CBSE NOTES CLASS 9 SCIENCE CHAPTER 7
Difference in characteristics of various organisms is called diversity.
Different kinds of life forms show great diversity among themselves in following ways,
Size: From microsercopic bacteria of a few micrometers to blue whale (30 metres) and red wood trees of California (100 metres).
Life Span: Insects (few days) to pine trees (thousands of years).
Colour: Colourless or even transparent worms to brightly coloured birds and flowers.
Habitat – The place of living. For example, Land, Water, Air, Cold climate to hot deserts
The variety in organism and the diversity is very vast and it is almost impossible to study them individually. To make the study of living things systematic and easier, we put them into different classes, groups and sub groups on the basis of similarities and differences in their body design in form and function.
What is the basis of classification of organism?
Characteristics - a characteristic is a particular form or a particular function.
A hierarchy of mutually related characteristics is used for classification.
Some characteristics are more basic than others. Important characteristics used for hierarchical classification are
(i) Cell Type – Prokaryotic or Eukaryotic.
(a) A eukaryotic cell has membrane-bound organelles, including a nucleus, which allow cellular processes to be carried out efficiently in isolation from each other.
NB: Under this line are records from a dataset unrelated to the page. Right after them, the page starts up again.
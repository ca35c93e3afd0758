pub mod cli;
pub mod config;
pub mod error;
pub mod logging;
pub mod state;
pub mod views;

pub use config::Config;
pub use error::{Result, ViewError};
pub use state::AppState;
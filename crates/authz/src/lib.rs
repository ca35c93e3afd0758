pub mod error;
pub mod evaluator;
pub mod permission;

pub use error::{AuthzError, Result};
pub use evaluator::{PermissionEvaluator, PermissionPolicy};
pub use permission::{catalog, PermissionSet};
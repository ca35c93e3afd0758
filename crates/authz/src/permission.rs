use crate::error::{AuthzError, Result};
use serde::{Deserialize, Serialize};
use std::collections::BTreeSet;

/// Names of every permission the application checks.
pub mod catalog {
    pub const EQUIPMENT_READ: &str = "equipment.read";
    pub const EQUIPMENT_CREATE: &str = "equipment.create";
    pub const EQUIPMENT_UPDATE: &str = "equipment.update";
    pub const EQUIPMENT_DELETE: &str = "equipment.delete";
    pub const EQUIPMENT_IMPORT: &str = "equipment.import";
    pub const EQUIPMENT_EXPORT: &str = "equipment.export";

    pub const LOGBOOK_READ: &str = "logbook.read";
    pub const LOGBOOK_CREATE: &str = "logbook.create";
    pub const LOGBOOK_UPDATE: &str = "logbook.update";
    pub const LOGBOOK_DELETE: &str = "logbook.delete";

    pub const USERS_READ: &str = "users.read";
    pub const USERS_CREATE: &str = "users.create";
    pub const USERS_UPDATE: &str = "users.update";
    pub const USERS_DELETE: &str = "users.delete";

    pub const ROLES_READ: &str = "roles.read";
    pub const ROLES_MANAGE: &str = "roles.manage";

    pub const GROUPS_READ: &str = "groups.read";
    pub const GROUPS_MANAGE: &str = "groups.manage";

    pub const AUDIT_READ: &str = "audit.read";

    /// `(name, description)` for every entry, as seeded into `permissions`.
    pub const ALL: &[(&str, &str)] = &[
        (EQUIPMENT_READ, "View the equipment inventory"),
        (EQUIPMENT_CREATE, "Register new equipment"),
        (EQUIPMENT_UPDATE, "Edit equipment records"),
        (EQUIPMENT_DELETE, "Remove equipment"),
        (EQUIPMENT_IMPORT, "Import equipment from spreadsheets"),
        (EQUIPMENT_EXPORT, "Export the inventory"),
        (LOGBOOK_READ, "View the logbook"),
        (LOGBOOK_CREATE, "Write logbook entries and actions"),
        (LOGBOOK_UPDATE, "Edit logbook entries"),
        (LOGBOOK_DELETE, "Delete logbook entries"),
        (USERS_READ, "View user accounts"),
        (USERS_CREATE, "Create user accounts"),
        (USERS_UPDATE, "Edit user accounts"),
        (USERS_DELETE, "Delete user accounts"),
        (ROLES_READ, "View roles and their permissions"),
        (ROLES_MANAGE, "Edit roles and their permissions"),
        (GROUPS_READ, "View groups"),
        (GROUPS_MANAGE, "Create groups and manage membership"),
        (AUDIT_READ, "View the audit trail"),
    ];

    pub fn names() -> impl Iterator<Item = &'static str> {
        ALL.iter().map(|(name, _)| *name)
    }

    pub fn contains(name: &str) -> bool {
        names().any(|n| n == name)
    }
}

/// Effective permissions of one user. Checks are exact name matches; there
/// is no hierarchy and no wildcard.
#[derive(Debug, Clone, Default, PartialEq, Eq, Serialize, Deserialize)]
#[serde(transparent)]
pub struct PermissionSet {
    names: BTreeSet<String>,
}

impl PermissionSet {
    pub fn empty() -> Self {
        Self::default()
    }

    pub fn full_catalog() -> Self {
        catalog::names().collect()
    }

    pub fn has(&self, name: &str) -> bool {
        self.names.contains(name)
    }

    /// False for an empty list.
    pub fn has_any(&self, names: &[&str]) -> bool {
        names.iter().any(|n| self.has(n))
    }

    pub fn has_all(&self, names: &[&str]) -> bool {
        names.iter().all(|n| self.has(n))
    }

    pub fn require(&self, name: &str) -> Result<()> {
        if self.has(name) {
            Ok(())
        } else {
            Err(AuthzError::unauthorized(name))
        }
    }

    pub fn iter(&self) -> impl Iterator<Item = &str> {
        self.names.iter().map(String::as_str)
    }

    pub fn len(&self) -> usize {
        self.names.len()
    }

    pub fn is_empty(&self) -> bool {
        self.names.is_empty()
    }
}

impl<S: Into<String>> FromIterator<S> for PermissionSet {
    fn from_iter<I: IntoIterator<Item = S>>(iter: I) -> Self {
        Self {
            names: iter.into_iter().map(Into::into).collect(),
        }
    }
}
use sensicity_auth::{FileSessionStore, PasswordHasher, SessionStore};
use sensicity_authz::catalog;
use sensicity_console::cli::{run, Command, EquipmentCommand, LogbookCommand};
use sensicity_console::views::Choice;
use sensicity_console::{AppState, Config};
use sensicity_database::{fixtures, EquipmentRepository, RoleRepository, SharedStore};
use std::sync::Arc;

const PASSWORD: &str = "Vid3oProtect!";

struct Console {
    _dir: tempfile::TempDir,
    store: SharedStore,
    state: AppState,
}

impl Console {
    fn new() -> Self {
        let dir = tempfile::tempdir().unwrap();
        let config = Config::in_memory(dir.path());
        let store = fixtures::memory_store();
        let sessions: Arc<dyn SessionStore> = Arc::new(FileSessionStore::new(&config.session_file));
        Self {
            state: AppState::new(store.clone(), sessions, &config),
            store,
            _dir: dir,
        }
    }

    async fn seed_user(&self, email: &str, role: &str, permissions: &[&str]) {
        let role = fixtures::seed_role(&self.store, role, permissions).await.unwrap();
        let hash = PasswordHasher::default().hash(PASSWORD).unwrap();
        fixtures::seed_user(&self.store, email, Some(role.id), &hash)
            .await
            .unwrap();
    }

    async fn run(&self, command: Command) -> anyhow::Result<String> {
        let mut out = Vec::new();
        run(command, &self.state, &mut out).await?;
        Ok(String::from_utf8(out).unwrap())
    }

    async fn login(&self, email: &str) -> anyhow::Result<String> {
        self.run(Command::Login {
            email: email.to_string(),
            password: PASSWORD.to_string(),
        })
        .await
    }
}

fn equipment_list() -> Command {
    Command::Equipment(EquipmentCommand::List {
        search: String::new(),
        equipment_type: Choice::All,
        status: Choice::All,
        conformity: Choice::All,
    })
}

#[tokio::test]
async fn test_dpo_session_end_to_end() {
    let console = Console::new();
    console
        .seed_user("dpo@sensicity.fr", "DPO", &[catalog::LOGBOOK_READ, catalog::USERS_READ])
        .await;

    let out = console.login("dpo@sensicity.fr").await.unwrap();
    assert!(out.contains("dpo@sensicity.fr"));
    assert!(out.contains("2 permissions"));

    // The session survives across commands through the mirror file
    let out = console.run(Command::Whoami).await.unwrap();
    assert!(out.contains("logbook.read"));
    assert!(!out.contains("equipment.delete"));

    console
        .run(Command::Check {
            permissions: vec![catalog::LOGBOOK_READ.to_string()],
        })
        .await
        .unwrap();
    let err = console
        .run(Command::Check {
            permissions: vec![catalog::EQUIPMENT_DELETE.to_string()],
        })
        .await
        .unwrap_err();
    assert!(err.to_string().contains("equipment.delete"));

    let out = console
        .run(Command::Logbook(LogbookCommand::List {
            search: String::new(),
            priority: Choice::All,
            status: Choice::All,
        }))
        .await
        .unwrap();
    assert!(out.contains("0 entries"));

    // No equipment.read
    assert!(console.run(equipment_list()).await.is_err());

    console.run(Command::Logout).await.unwrap();
    assert!(console.run(Command::Whoami).await.is_err());
}

#[tokio::test]
async fn test_role_change_applies_on_next_restore() {
    let console = Console::new();
    console
        .seed_user("tech@sensicity.fr", "Technician", &[catalog::LOGBOOK_READ])
        .await;
    EquipmentRepository::new(console.store.clone())
        .create(&fixtures::new_camera("CAM-Terreaux-03"))
        .await
        .unwrap();
    console.login("tech@sensicity.fr").await.unwrap();
    assert!(console.run(equipment_list()).await.is_err());

    let roles = RoleRepository::new(console.store.clone());
    let role = roles.find_by_name("Technician").await.unwrap();
    let read = roles
        .ensure_permission(
            &sensicity_models::NewPermission::from_name(catalog::EQUIPMENT_READ, None).unwrap(),
        )
        .await
        .unwrap();
    roles.assign_permission(role.id, read.id).await.unwrap();

    let out = console.run(equipment_list()).await.unwrap();
    assert!(out.contains("CAM-Terreaux-03"));
    assert!(out.contains("1 equipment"));
}

#[tokio::test]
async fn test_wrong_password_is_rejected() {
    let console = Console::new();
    console.seed_user("op@sensicity.fr", "Operator", &[]).await;

    let err = console
        .run(Command::Login {
            email: "op@sensicity.fr".to_string(),
            password: "not-the-password".to_string(),
        })
        .await
        .unwrap_err();
    assert!(err.to_string().contains("Invalid credentials"));
    assert!(console.run(Command::Whoami).await.is_err());
}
On the other hand Prokaryotes, i.e., organisms which do not have a clearly demarcated nucleus and other organelles would need to have their biochemical pathways organised in very different ways.
(b) Nucleated cells can participate in making a multicellular organism because they can take up specialised functions.
Therefore, this is a basic characteristic of classification.
(ii) Uni-cellular or Multi-cellular –
Uni-cellular organisms perform all the life processes using the single cell.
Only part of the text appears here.